-------- MATERIAL PROVIDED --------

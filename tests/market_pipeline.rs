//! End-to-end reconciliation over synthetic data: transfer/event matching,
//! ledger replay, and the analytics derived from the result.

use ethers::types::{Address, H256, U256};
use nft_market_sdk::analytics::{
    analyze_traders, daily_rollup, detect_flips, floor_estimate, link_burn_cycles, SaleProceeds,
};
use nft_market_sdk::ledger_replay::replay;
use nft_market_sdk::price_enrichment::match_transfers;
use nft_market_sdk::types::{
    BurnEvent, CurrencyKind, SaleEvent, SalePayment, TokenStatus, Transfer,
};
use std::collections::HashMap;

const DAY: u64 = 86_400;
const T0: u64 = 1_700_000_000;

fn addr(n: u64) -> Address {
    Address::from_low_u64_be(n)
}

fn transfer(tx: u64, block: u64, ts: u64, from: Address, to: Address, token: u64) -> Transfer {
    Transfer {
        tx_hash: H256::from_low_u64_be(tx),
        block_number: block,
        timestamp: ts,
        from,
        to,
        token_id: U256::from(token),
        log_index: Some(0),
    }
}

fn sale_event(tx: u64, ts: u64, wei: &str) -> SaleEvent {
    SaleEvent {
        tx_hash: format!("{:?}", H256::from_low_u64_be(tx)).to_lowercase(),
        token_id: None,
        seller: None,
        buyer: None,
        payment: Some(SalePayment {
            symbol: "ETH".to_string(),
            quantity: wei.to_string(),
            decimals: 18,
        }),
        timestamp: ts,
        marketplace: "opensea".to_string(),
        image_url: None,
    }
}

#[test]
fn transfers_match_events_by_tx_hash() {
    let zero = Address::zero();
    let alice = addr(1);
    let bob = addr(2);
    let transfers = vec![
        transfer(1, 100, T0, zero, alice, 7), // mint, excluded by callers
        transfer(2, 110, T0 + DAY, alice, bob, 7),
        transfer(3, 120, T0 + 2 * DAY, bob, alice, 7),
    ];
    let trades: Vec<Transfer> = transfers
        .iter()
        .filter(|t| !t.is_mint() && !t.is_burn())
        .cloned()
        .collect();

    // One priced event, one event without payment info.
    let mut no_payment = sale_event(3, T0 + 2 * DAY, "0");
    no_payment.payment = None;
    let events = vec![sale_event(2, T0 + DAY, "1500000000000000000"), no_payment];

    let (matched, unmatched) = match_transfers(&trades, &events, Some(2000.0));
    assert_eq!(matched.len(), 1);
    assert_eq!(unmatched.len(), 1);
    assert!((matched[0].price_eth - 1.5).abs() < 1e-9);
    assert_eq!(matched[0].price_usd, Some(3000.0));
    assert_eq!(matched[0].currency, CurrencyKind::Native);
}

#[test]
fn non_eth_payments_carry_no_usd_price() {
    let trades = vec![transfer(5, 100, T0, addr(1), addr(2), 1)];
    let mut event = sale_event(5, T0, "250000000000000000000");
    if let Some(payment) = event.payment.as_mut() {
        payment.symbol = "USDC".to_string();
        payment.decimals = 6;
    }
    let (matched, _) = match_transfers(&trades, &[event], Some(2000.0));
    assert_eq!(matched[0].currency, CurrencyKind::Other);
    assert_eq!(matched[0].price_usd, None);
}

#[test]
fn replay_reconstructs_holders_and_lifecycles() {
    let zero = Address::zero();
    let strategy = addr(9);
    let alice = addr(1);
    let transfers = vec![
        // Deliberately out of order: replay sorts by (block, log_index).
        transfer(3, 120, T0 + 2 * DAY, strategy, alice, 7),
        transfer(1, 100, T0, zero, alice, 7),
        transfer(2, 110, T0 + DAY, alice, strategy, 7),
        transfer(4, 130, T0 + 3 * DAY, zero, alice, 8),
        transfer(5, 140, T0 + 4 * DAY, alice, zero, 8), // burn
    ];

    let mut prices = HashMap::new();
    prices.insert(
        format!("{:?}", H256::from_low_u64_be(3)).to_lowercase(),
        2.5,
    );

    let state = replay(&transfers, Some(strategy), &prices);
    assert_eq!(state.holder_count(), 1); // alice holds token 7; token 8 burned
    assert_eq!(state.distinct_tokens(), 2);
    assert_eq!(state.holder_of(&U256::from(7)), Some(alice));
    assert_eq!(state.holder_of(&U256::from(8)), None);

    let lifecycle = state.lifecycle(&U256::from(7)).unwrap();
    assert_eq!(lifecycle.status, TokenStatus::Sold);
    assert_eq!(lifecycle.sale.as_ref().unwrap().price_eth, Some(2.5));
    assert!(lifecycle.purchase.is_some());
}

#[test]
fn replay_is_idempotent() {
    let zero = Address::zero();
    let transfers = vec![
        transfer(1, 100, T0, zero, addr(1), 1),
        transfer(2, 110, T0, addr(1), addr(2), 1),
    ];
    let first = replay(&transfers, None, &HashMap::new());
    let second = replay(&transfers, None, &HashMap::new());
    assert_eq!(first.holders(), second.holders());
    assert_eq!(first.lifecycles(), second.lifecycles());
}

#[test]
fn replaying_a_prefix_never_invents_holders() {
    let zero = Address::zero();
    let transfers = vec![
        transfer(1, 100, T0, zero, addr(1), 1),
        transfer(2, 110, T0, zero, addr(2), 2),
        transfer(3, 120, T0 + DAY, zero, addr(3), 3),
        transfer(4, 130, T0 + 2 * DAY, addr(2), addr(1), 2),
    ];
    let full = replay(&transfers, None, &HashMap::new());
    let prefix = replay(&transfers[..2], None, &HashMap::new());

    // A prefix only knows about tokens it has seen.
    assert_eq!(prefix.distinct_tokens(), 2);
    assert_eq!(prefix.holder_of(&U256::from(3)), None);
    assert!(prefix.holder_count() <= prefix.distinct_tokens());
    assert!(full.holder_count() <= full.distinct_tokens());
    // Every token held in the prefix is also tracked in the full replay.
    for token in prefix.holders().keys() {
        assert!(full.holder_of(token).is_some());
    }
}

#[test]
fn analytics_compose_over_matched_sales() {
    let trades: Vec<Transfer> = (0..10)
        .map(|i| {
            transfer(
                100 + i,
                1000 + i,
                T0 + i * DAY / 2,
                addr(1 + i % 3),
                addr(4 + i % 2),
                i % 4,
            )
        })
        .collect();
    let events: Vec<SaleEvent> = (0..10)
        .map(|i| {
            sale_event(
                100 + i,
                T0 + i * DAY / 2,
                &format!("{}000000000000000000", i + 1),
            )
        })
        .collect();
    let (sales, unmatched) = match_transfers(&trades, &events, None);
    assert_eq!(sales.len(), 10);
    assert!(unmatched.is_empty());

    let now = T0 + 5 * DAY;
    let floor = floor_estimate(&sales, now);
    assert!(floor.is_some());

    let daily = daily_rollup(&sales, floor);
    assert!(!daily.is_empty());
    assert_eq!(daily.iter().map(|d| d.sale_count).sum::<usize>(), 10);
    let total: f64 = daily.iter().map(|d| d.volume_eth).sum();
    assert!((total - 55.0).abs() < 1e-6); // 1 + 2 + ... + 10 ETH

    // Tokens repeat every 4 sales, so flips exist.
    let flips = detect_flips(&sales);
    assert!(!flips.is_empty());

    let traders = analyze_traders(&sales);
    assert_eq!(traders.daily.len(), daily.len());
    assert!(traders.total_buyers >= 2);
}

#[test]
fn burn_cycles_link_to_replayed_sale_proceeds() {
    let proceeds = vec![SaleProceeds {
        tx_hash: "0xsale".to_string(),
        timestamp: T0,
        proceeds_eth: 2.0,
    }];
    let burns = vec![
        BurnEvent {
            tx_hash: "0xburn1".to_string(),
            block_number: 1,
            timestamp: T0 + 2 * DAY,
            amount: 1000.0,
        },
        BurnEvent {
            tx_hash: "0xburn2".to_string(),
            block_number: 2,
            timestamp: T0 + 20 * DAY,
            amount: 500.0,
        },
    ];
    let cycles = link_burn_cycles(&proceeds, &burns);
    assert_eq!(cycles.len(), 2);
    assert_eq!(cycles[0].sale_tx.as_deref(), Some("0xsale"));
    assert_eq!(cycles[0].proceeds_eth, 2.0);
    assert_eq!(cycles[1].sale_tx, None);
}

--------

**PROBLEM REQUIREMENTS**
Among the lines of the data, identify those with the word "unmatched". Copy each of them.

**RESPONSE TO THE EXERCISE**
    let (matched, unmatched) = match_transfers(&trades, &events, Some(2000.0));
    assert_eq!(unmatched.len(), 1);
    let (sales, unmatched) = match_transfers(&trades, &events, None);
    assert!(unmatched.is_empty());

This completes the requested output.